Let’s stipulate a few things: One, the Second Amendment to the US Constitution has been interpreted by the US Supreme Court as protecting an individual’s right to own firearms. Two, guns are, first and foremost, instruments of destruction. Three, the Court has ruled in the past that other constitutional rights are subject to regulation when there is a compelling government interest — I.e., that the regulation is necessary to protect the health, safety or rights of others.

A woman’s right to choose, for instance, is not limitless and the state can subject it to rules provided those rules do not impose an undue burden on women. The right to speech does not extend to lies or speech that creates an imminent physical threat.

We can debate these regulations, but most people agree that it’s appropriate to impose some limits on our rights when there is a chance that another’s rights might be infringed upon by our exercise of our rights.

Except when it comes to guns. Firearms, for some reason, have been exempted from this paradigm, at least among many gun rights advocates. How else to explain the National Rifle Association’s opposition to limits on purchase of military grade weapons, or even to background checks.

My sense is that the gun debate has gone off the rails because it has focused on absolutes on one side, while the other side ignores the concerns of gun owners and sportsmen. Gun rights advocates equate all action with confiscation of firearms, while gun control advocates too often fall into stereotyping gun owners as an army of Ted Nugents.

I think we need to reframe this debate as one of regulation, which would require acknowledgement on one side that the government — as the representative of all Americans — has a compelling interest to manage access to firearms to help ensure everyone’s safety. One the other side, it would require gun control advocates to accept that gun ownership is a right and that gun laws need to avoid placing an undue burden on gun owners and prospective gun owners.

What might that mean? We should acknowledge, first, not only that we have the right to draw some lines when it comes to what weapons should be available to the general public, but that we already do so. RPGs, machine guns and bazookas are heavily regulated (the NRA opposes these regulations), explosive devices are banned, and so on. The issue is not whether but where to draw the line, and we have a standard we can follow: Does this line impose an undue burden on the rights of gun owners? Is there a compelling government interest in drawing the line here?

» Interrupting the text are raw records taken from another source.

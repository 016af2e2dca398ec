use crate::db::log::{LogRow, load_log};
use crate::db::pool::DbPool;
use crate::errors::AppResult;
use crate::utils::table::visible_width;
use ansi_term::Colour;

const MAX_OP_WIDTH: usize = 60;

/// Colour of the operation word in the log listing.
fn color_for_operation(op: &str) -> Colour {
    match op {
        "init" => Colour::RGB(255, 153, 51),
        "migration_applied" => Colour::Purple,
        "override_set" | "listing_tag" | "listing_autoprice" | "checklist_add" => Colour::Green,
        "override_del" | "listing_untag" | "checklist_del" => Colour::Red,
        "listing_verify" | "checklist_check" => Colour::Cyan,
        "checklist_reset" | "checklist_uncheck" => Colour::Yellow,
        "reconcile" | "export" => Colour::Blue,
        _ => Colour::White,
    }
}

fn op_with_target(row: &LogRow) -> String {
    if row.target.is_empty() {
        row.operation.clone()
    } else {
        format!("{} ({})", row.operation, row.target)
    }
}

/// Cut to `MAX_OP_WIDTH` visible chars and colour only the operation word.
fn render_op(row: &LogRow) -> String {
    let color = color_for_operation(&row.operation);
    let visible = op_with_target(row);

    let truncated = if visible.chars().count() > MAX_OP_WIDTH {
        let mut s: String = visible.chars().take(MAX_OP_WIDTH - 3).collect();
        s.push_str("...");
        s
    } else {
        visible
    };

    match truncated.split_once(' ') {
        Some((op, rest)) => format!("{} {}", color.paint(op), rest),
        None => color.paint(truncated.as_str()).to_string(),
    }
}

pub struct LogLogic;

impl LogLogic {
    pub fn print_log(pool: &mut DbPool) -> AppResult<()> {
        let entries = load_log(&pool.conn)?;

        if entries.is_empty() {
            println!("📜 Internal log is empty.");
            return Ok(());
        }

        let dates: Vec<String> = entries
            .iter()
            .map(|r| {
                chrono::DateTime::parse_from_rfc3339(&r.date)
                    .map(|dt| dt.format("%FT%T%:z").to_string())
                    .unwrap_or_else(|_| r.date.clone())
            })
            .collect();

        let op_w = entries
            .iter()
            .map(|r| op_with_target(r).chars().count())
            .max()
            .unwrap_or(10)
            .min(MAX_OP_WIDTH);
        let id_w = entries
            .iter()
            .map(|r| r.id.to_string().len())
            .max()
            .unwrap_or(1);
        let date_w = dates.iter().map(|d| d.len()).max().unwrap_or(10);

        println!("📜 Internal log:\n");

        for (row, date) in entries.iter().zip(&dates) {
            let op = render_op(row);
            let padding = " ".repeat(op_w.saturating_sub(visible_width(&op)));

            println!(
                "{:>id_w$}: {:<date_w$} | {}{} => {}",
                row.id,
                date,
                op,
                padding,
                row.message,
                id_w = id_w,
                date_w = date_w
            );
        }

        Ok(())
    }
}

Second, why not treat access to guns the same way we treat driving privileges or land use? We should require the reporting of all firearms transfers, license all firearms, and require background checks for licensing. I’d go a step farther and require safety training, testing, and liability insurance for anyone who wants to own a gun. We don’t hand guns to police, federal agents or soldiers and say have at it. We require them to be certified, to practice and pass tests before we entrust them with their weapons.

Guns would still be available to those who want them, but the broader polity would gain some protections.

None is perfect — anyone who thinks we can eliminate gun violence completely is fooling themselves, just as anyone who thinks that gun-control measures will do nothing is either lying or deluding themselves. But that doesn’t mean we shouldn’t try.

It is time both sides step back from their hardened stances and let the conversations happen.